### Instructions for the task
Every line of the entries below from the one containing "let transaction: CashTransaction" to the one containing "assert_eq!(shift.status, ShiftStatus::Open);", both ends included, must be written out exactly. No other line belongs in the answer.

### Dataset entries

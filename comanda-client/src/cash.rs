//! Cash Desk Controller
//!
//! Shift lifecycle and manual cash movements. The single-open-shift
//! invariant is validated locally against the shifts store before any
//! remote call; the collaborator's own consistency guarantees are the
//! cross-client backstop.

use std::sync::Arc;

use chrono::Utc;
use shared::models::{
    CashShift, CashShiftClose, CashShiftCreate, CashTransaction, CashTransactionCreate,
    ShiftStatus, TransactionType,
};
use shared::Collection;

use crate::error::{FlowError, FlowResult};
use crate::hub::StoreHub;
use crate::remote::DataService;
use crate::reports::{shift_summary, ShiftSummary};
use crate::store::Mutation;

pub struct CashDesk {
    service: Arc<dyn DataService>,
    hub: Arc<StoreHub>,
}

impl CashDesk {
    pub fn new(service: Arc<dyn DataService>, hub: Arc<StoreHub>) -> Self {
        Self { service, hub }
    }

    /// The open shift, if any
    pub fn current_shift(&self) -> Option<CashShift> {
        self.hub
            .shifts
            .snapshot()
            .into_iter()
            .find(|s| s.status == ShiftStatus::Open)
    }

    /// Open a shift with the counted drawer base
    pub async fn open_shift(&self, base_amount: f64, opened_by: &str) -> FlowResult<CashShift> {
        if base_amount < 0.0 {
            return Err(FlowError::Validation("base amount cannot be negative".into()));
        }
        if let Some(open) = self.current_shift() {
            return Err(FlowError::Validation(format!(
                "shift {} is already open",
                open.id
            )));
        }

        let create = CashShiftCreate {
            base_amount,
            opened_by: opened_by.to_string(),
            status: ShiftStatus::Open,
            opened_at: Utc::now(),
        };
        let inserted = self
            .service
            .insert(Collection::CashShifts, serde_json::to_value(&create)?)
            .await?;
        let shift: CashShift = serde_json::from_value(inserted)?;
        self.hub
            .shifts
            .apply_optimistic(Mutation::Insert(shift.clone()));

        tracing::info!(shift = %shift.id, base_amount, "cash shift opened");
        Ok(shift)
    }

    /// Close a shift against the counted cash
    ///
    /// Expected cash comes from [`shift_summary`] over current
    /// snapshots; the stored difference is real − expected.
    pub async fn close_shift(
        &self,
        shift_id: &str,
        final_cash_real: f64,
        notes: Option<String>,
        closed_by: &str,
    ) -> FlowResult<CashShift> {
        let shift = self
            .hub
            .shifts
            .get(shift_id)
            .ok_or_else(|| FlowError::Validation(format!("unknown shift: {shift_id}")))?;
        if shift.status != ShiftStatus::Open {
            return Err(FlowError::Validation(format!(
                "shift {shift_id} is not open"
            )));
        }

        let summary = self.summary(&shift);
        let expected = summary.expected_total;
        let close = CashShiftClose {
            status: ShiftStatus::Closed,
            closed_at: Utc::now(),
            closed_by: closed_by.to_string(),
            final_cash_expected: expected,
            final_cash_real,
            difference: final_cash_real - expected,
            notes,
        };

        let patch = serde_json::to_value(&close)?;
        let updated = self
            .service
            .update(Collection::CashShifts, shift_id, patch.clone())
            .await?;
        let closed: CashShift = serde_json::from_value(updated)?;
        self.hub.shifts.apply_optimistic(Mutation::Update {
            id: shift_id.to_string(),
            patch,
        });

        tracing::info!(
            shift = %shift_id,
            expected,
            real = final_cash_real,
            difference = close.difference,
            "cash shift closed"
        );
        Ok(closed)
    }

    /// Record a manual income or expense in an open shift
    pub async fn add_transaction(
        &self,
        shift_id: &str,
        tx_type: TransactionType,
        amount: f64,
        description: &str,
        user_id: &str,
    ) -> FlowResult<CashTransaction> {
        if amount <= 0.0 {
            return Err(FlowError::Validation("amount must be positive".into()));
        }
        let shift = self
            .hub
            .shifts
            .get(shift_id)
            .ok_or_else(|| FlowError::Validation(format!("unknown shift: {shift_id}")))?;
        if shift.status != ShiftStatus::Open {
            return Err(FlowError::Validation(format!(
                "shift {shift_id} is not open"
            )));
        }

        let create = CashTransactionCreate {
            shift_id: shift_id.to_string(),
            tx_type,
            amount,
            description: description.to_string(),
            user_id: user_id.to_string(),
            created_at: Utc::now(),
        };
        let inserted = self
            .service
            .insert(Collection::CashTransactions, serde_json::to_value(&create)?)
            .await?;
        let transaction: CashTransaction = serde_json::from_value(inserted)?;
        self.hub
            .transactions
            .apply_optimistic(Mutation::Insert(transaction.clone()));
        Ok(transaction)
    }

    /// Transactions of a shift, newest first
    pub fn shift_transactions(&self, shift_id: &str) -> Vec<CashTransaction> {
        let mut transactions: Vec<CashTransaction> = self
            .hub
            .transactions
            .snapshot()
            .into_iter()
            .filter(|t| t.shift_id == shift_id)
            .collect();
        transactions.sort_by(|a, b| b.created_at.cmp(&a.created_at));
        transactions
    }

    /// Expected-cash breakdown for a shift from current snapshots
    pub fn summary(&self, shift: &CashShift) -> ShiftSummary {
        shift_summary(
            shift,
            &self.hub.transactions.snapshot(),
            &self.hub.orders.snapshot(),
        )
    }
}

#[cfg(test)]
mod tests {
    use super::*;

    fn desk() -> (Arc<crate::remote::MemoryDataService>, Arc<StoreHub>, CashDesk) {
        let service = Arc::new(crate::remote::MemoryDataService::new());
        let hub = StoreHub::new();
        let desk = CashDesk::new(
            Arc::clone(&service) as Arc<dyn DataService>,
            Arc::clone(&hub),
        );
        (service, hub, desk)
    }

    #[tokio::test]
    async fn test_open_shift_and_single_open_invariant() {
        let (_service, hub, desk) = desk();

        let shift = desk.open_shift(150.0, "ana").await.unwrap();
        assert_eq!(shift.status, ShiftStatus::Open);
        assert_eq!(hub.shifts.len(), 1);

        let err = desk.open_shift(200.0, "luis").await.unwrap_err();
        assert!(matches!(err, FlowError::Validation(_)));
        assert_eq!(hub.shifts.len(), 1);
    }

    #[tokio::test]
    async fn test_negative_base_rejected_locally() {
        let (_service, hub, desk) = desk();
        let err = desk.open_shift(-5.0, "ana").await.unwrap_err();
        assert!(matches!(err, FlowError::Validation(_)));
        assert!(hub.shifts.is_empty());
    }

    #[tokio::test]
    async fn test_close_shift_computes_difference() {
        let (_service, _hub, desk) = desk();
        let shift = desk.open_shift(100.0, "ana").await.unwrap();

        desk.add_transaction(&shift.id, TransactionType::Income, 50.0, "tips", "ana")
            .await
            .unwrap();
        desk.add_transaction(&shift.id, TransactionType::Expense, 20.0, "ice", "ana")
            .await
            .unwrap();

        // expected = 100 + 0 + 50 - 20 = 130; counted 125 → short 5
        let closed = desk
            .close_shift(&shift.id, 125.0, Some("short".into()), "ana")
            .await
            .unwrap();
        assert_eq!(closed.status, ShiftStatus::Closed);
        assert_eq!(closed.final_cash_expected, Some(130.0));
        assert_eq!(closed.final_cash_real, Some(125.0));
        assert_eq!(closed.difference, Some(-5.0));
        assert!(closed.closed_at.is_some());
    }

    #[tokio::test]
    async fn test_transaction_requires_open_shift() {
        let (_service, _hub, desk) = desk();
        let shift = desk.open_shift(100.0, "ana").await.unwrap();
        desk.close_shift(&shift.id, 100.0, None, "ana").await.unwrap();

        let err = desk
            .add_transaction(&shift.id, TransactionType::Income, 10.0, "x", "ana")
            .await
            .unwrap_err();
        assert!(matches!(err, FlowError::Validation(_)));
    }

    #[tokio::test]
    async fn test_transactions_sorted_newest_first() {
        let (_service, _hub, desk) = desk();
        let shift = desk.open_shift(0.0, "ana").await.unwrap();
        desk.add_transaction(&shift.id, TransactionType::Income, 1.0, "first", "ana")
            .await
            .unwrap();
        desk.add_transaction(&shift.id, TransactionType::Income, 2.0, "second", "ana")
            .await
            .unwrap();

        let transactions = desk.shift_transactions(&shift.id);
        assert_eq!(transactions.len(), 2);
        assert!(transactions[0].created_at >= transactions[1].created_at);
    }
}
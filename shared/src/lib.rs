//! Shared types for the Comanda sync core
//!
//! Entity models, change-feed payload types and the error taxonomy used
//! across the client crates.

pub mod error;
pub mod feed;
pub mod models;

// Re-exports
pub use serde::{Deserialize, Serialize};

// Change-feed re-exports (for convenient access)
pub use error::{RemoteError, RemoteResult};
pub use feed::{ChangeEvent, ChangeOp, Collection};
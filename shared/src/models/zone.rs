//! Zone Model

use serde::{Deserialize, Serialize};

use super::Table;

/// Zone entity (dining room, terrace, private room, ...)
///
/// `zone_type`, `floor` and `capacity` are soft-schema attributes the
/// service may or may not store; `tables` is populated client-side from
/// the tables collection and never sent on writes.
#[derive(Debug, Clone, Serialize, Deserialize)]
pub struct Zone {
    pub id: String,
    pub name: String,
    #[serde(default)]
    pub active: bool,
    pub zone_type: Option<String>,
    pub floor: Option<i32>,
    pub capacity: Option<i32>,
    #[serde(default)]
    pub tables: Vec<Table>,
}

/// Create zone payload
#[derive(Debug, Clone, Serialize, Deserialize)]
pub struct ZoneCreate {
    pub name: String,
    #[serde(default = "default_active")]
    pub active: bool,
}

fn default_active() -> bool {
    true
}

/// Update zone payload
#[derive(Debug, Clone, Default, Serialize, Deserialize)]
pub struct ZoneUpdate {
    #[serde(skip_serializing_if = "Option::is_none")]
    pub name: Option<String>,
    #[serde(skip_serializing_if = "Option::is_none")]
    pub active: Option<bool>,
}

### The completed task
        let transaction: CashTransaction = serde_json::from_value(inserted)?;
        self.hub
            .transactions
            .apply_optimistic(Mutation::Insert(transaction.clone()));
        Ok(transaction)
    }

    /// Transactions of a shift, newest first
    pub fn shift_transactions(&self, shift_id: &str) -> Vec<CashTransaction> {
        let mut transactions: Vec<CashTransaction> = self
            .hub
            .transactions
            .snapshot()
            .into_iter()
            .filter(|t| t.shift_id == shift_id)
            .collect();
        transactions.sort_by(|a, b| b.created_at.cmp(&a.created_at));
        transactions
    }

    /// Expected-cash breakdown for a shift from current snapshots
    pub fn summary(&self, shift: &CashShift) -> ShiftSummary {
        shift_summary(
            shift,
            &self.hub.transactions.snapshot(),
            &self.hub.orders.snapshot(),
        )
    }
}

#[cfg(test)]
mod tests {
    use super::*;

    fn desk() -> (Arc<crate::remote::MemoryDataService>, Arc<StoreHub>, CashDesk) {
        let service = Arc::new(crate::remote::MemoryDataService::new());
        let hub = StoreHub::new();
        let desk = CashDesk::new(
            Arc::clone(&service) as Arc<dyn DataService>,
            Arc::clone(&hub),
        );
        (service, hub, desk)
    }

    #[tokio::test]
    async fn test_open_shift_and_single_open_invariant() {
        let (_service, hub, desk) = desk();

        let shift = desk.open_shift(150.0, "ana").await.unwrap();
        assert_eq!(shift.status, ShiftStatus::Open);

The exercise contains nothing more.